Mexican writer and feminist pioneer

Laureana Wright de Kleinhans (4 July 1846 – 22 September 1896), simply known as Laurena, was a Mexican writer and feminist pioneer. Her writings on the role of women, were revolutionary for her time. Her magazine, Violets of Anahuac in 1887, changed the paradigm by promoting as the core ideology of the magazine, the feminine ideal of a cultured, educated wife and mother. The publication promoted female education and insisted that the intellectual equality between men and women was the means of emancipation. She was one of the first feminist theorists in Mexico, asking women to question their role in society and the conditions in which they lived. She covered topics such as education, women's suffrage and legal equality between men and women. She wrote patriotic poetry and served as the vice president of the Spiritualist Society of Mexico, which she joined because one of its principles held that men and women were of equal intelligence.

==Biography==
Laureana Wright González was born on 4 July 1846 in Taxco, Guerrero, Mexico to American father James Wright and his Guerreran wife, Eulalia González. The family relocated to Mexico City, for better economic opportunities when Wright was a child and there learned Spanish, English and French. From the age of sixteen, she studied literature, philosophy and history with teachers such as Ignacio Ramírez, Ignacio Manuel Altamirano, Francisco Pimentel and José María Vigil and in 1865, she began writing patriotic poetry.

In 1868, she married Sebastian Kleinhans, with whom she had a daughter, Margaret. She divorced one year after the marriage and devoted her time to writing. De Kleinhans was one of the first Mexican writers to express that women should have a public voice and should be educated. She postulated that by keeping women ignorant, they were treated no better than property. She discussed the social impacts of inequality and the lack of legal provisions, which led to women's subjugation. She was a journalist for publications such as El Monitor Republicano, El Bien Público and El álbum de la mujer. Despite her friendship with Delfina Ortega Diaz, the president's first wife, she was almost expelled from the country for her collaboration with the Diario del Hogar, criticizing the labor policy of President Porfirio Diaz.

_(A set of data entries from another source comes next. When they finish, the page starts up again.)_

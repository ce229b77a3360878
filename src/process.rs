//! External process collaborator
//!
//! The execution loop drives a [`CommandStream`]: a line-oriented output
//! stream with a finished signal and an idempotent exit. The production
//! implementation shells out via tokio; tests substitute a scripted stream
//! through the [`ProcessLauncher`] seam.

use std::process::Stdio;
use std::time::Duration;

use anyhow::{Context, Result};
use async_trait::async_trait;
use tokio::io::{AsyncBufReadExt, BufReader, Lines};
use tokio::process::{Child, ChildStdout, Command};
use tracing::debug;

/// A running external command's output stream
#[async_trait]
pub trait CommandStream: Send {
    /// Read one line. An empty string means "nothing yet" (bounded wait
    /// elapsed) or end of stream; check [`CommandStream::finished`] to tell
    /// them apart. The bounded wait is what keeps cancellation polling
    /// responsive while the process is quiet.
    async fn read_line(&mut self) -> Result<String>;

    /// True once the stream has reported end of output
    fn finished(&self) -> bool;

    /// Stop the process. Safe to call repeatedly and after the process has
    /// already ended.
    fn exit(&mut self);
}

/// Launches a [`CommandStream`] for a rendered command string
pub trait ProcessLauncher: Send + Sync {
    fn launch(&self, command: &str) -> Result<Box<dyn CommandStream>>;
}

/// Shell-based launcher: runs `<shell> -c <command>`
pub struct ShellLauncher {
    shell: String,
    read_timeout: Duration,
}

impl ShellLauncher {
    pub fn new(shell: impl Into<String>, read_timeout: Duration) -> Self {
        Self {
            shell: shell.into(),
            read_timeout,
        }
    }
}

impl ProcessLauncher for ShellLauncher {
    fn launch(&self, command: &str) -> Result<Box<dyn CommandStream>> {
        debug!("spawning `{} -c {}`", self.shell, command);
        // stderr goes to null: an unread pipe would block the child once
        // the ~64KB buffer fills.
        let mut child = Command::new(&self.shell)
            .arg("-c")
            .arg(command)
            .stdin(Stdio::null())
            .stdout(Stdio::piped())
            .stderr(Stdio::null())
            .kill_on_drop(true)
            .spawn()
            .with_context(|| format!("Failed to spawn `{}` via {}", command, self.shell))?;

        let stdout = child
            .stdout
            .take()
            .context("Failed to capture stdout pipe")?;

        Ok(Box::new(ShellProcess {
            child,
            lines: BufReader::new(stdout).lines(),
            finished: false,
            read_timeout: self.read_timeout,
        }))
    }
}

/// A spawned shell command, exclusively owned by one execution loop
pub struct ShellProcess {
    child: Child,
    lines: Lines<BufReader<ChildStdout>>,
    finished: bool,
    read_timeout: Duration,
}

#[async_trait]
impl CommandStream for ShellProcess {
    async fn read_line(&mut self) -> Result<String> {
        if self.finished {
            return Ok(String::new());
        }

        match tokio::time::timeout(self.read_timeout, self.lines.next_line()).await {
            // Bounded wait elapsed; let the caller poll cancellation
            Err(_) => Ok(String::new()),
            Ok(Ok(Some(line))) => Ok(line),
            Ok(Ok(None)) => {
                self.finished = true;
                Ok(String::new())
            }
            Ok(Err(e)) => Err(e).context("Failed to read process output"),
        }
    }

    fn finished(&self) -> bool {
        self.finished
    }

    fn exit(&mut self) {
        // start_kill is a no-op error when the process already ended
        if let Err(e) = self.child.start_kill() {
            debug!("process exit: {}", e);
        }
        self.finished = true;
    }
}

#[cfg(test)]
mod tests {
    use super::*;

    #[tokio::test]
    async fn test_shell_process_streams_lines_to_eof() {
        let launcher = ShellLauncher::new("/bin/sh", Duration::from_secs(5));
        let mut process = launcher.launch("printf 'one\\ntwo\\n'").unwrap();

        let mut lines = Vec::new();
        while !process.finished() {
            let line = process.read_line().await.unwrap();
            if !line.is_empty() {
                lines.push(line);
            }
        }
        assert_eq!(lines, vec!["one", "two"]);
    }

    #[tokio::test]
    async fn test_read_timeout_yields_empty_line() {
        let launcher = ShellLauncher::new("/bin/sh", Duration::from_millis(50));
        let mut process = launcher.launch("sleep 5").unwrap();

        let line = process.read_line().await.unwrap();
        assert!(line.is_empty());
        assert!(!process.finished());

        process.exit();
        assert!(process.finished());
    }

    #[tokio::test]
    async fn test_exit_is_idempotent() {
        let launcher = ShellLauncher::new("/bin/sh", Duration::from_millis(100));
        let mut process = launcher.launch("true").unwrap();
        process.exit();
        process.exit();
    }
}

In 1869, she was admitted as an honorary member of the Society of Nezahualcoyotl, at the request of its founders, Manuel Acuña and Gerardo M. Silva. She joined the scientific society El Porvenir in 1872, where she published several of her poems. In 1873, she was appointed to the membership of the Liceo Hidalgo, a literary society in which almost all intellectuals in Mexico gathered, at the request of Ignacio Ramírez and Francisco Pimentel.
In 1885 de Kleinhans became a member of the Liceo Mexicano, as well as the Liceo Altamirano of Oaxaca. At that time, almost all literary societies were male dominated. For women to have a public voice, they felt that it was imperative to speak in the educated style of men, thus de Kleinhans sought memberships that would give her literary standing.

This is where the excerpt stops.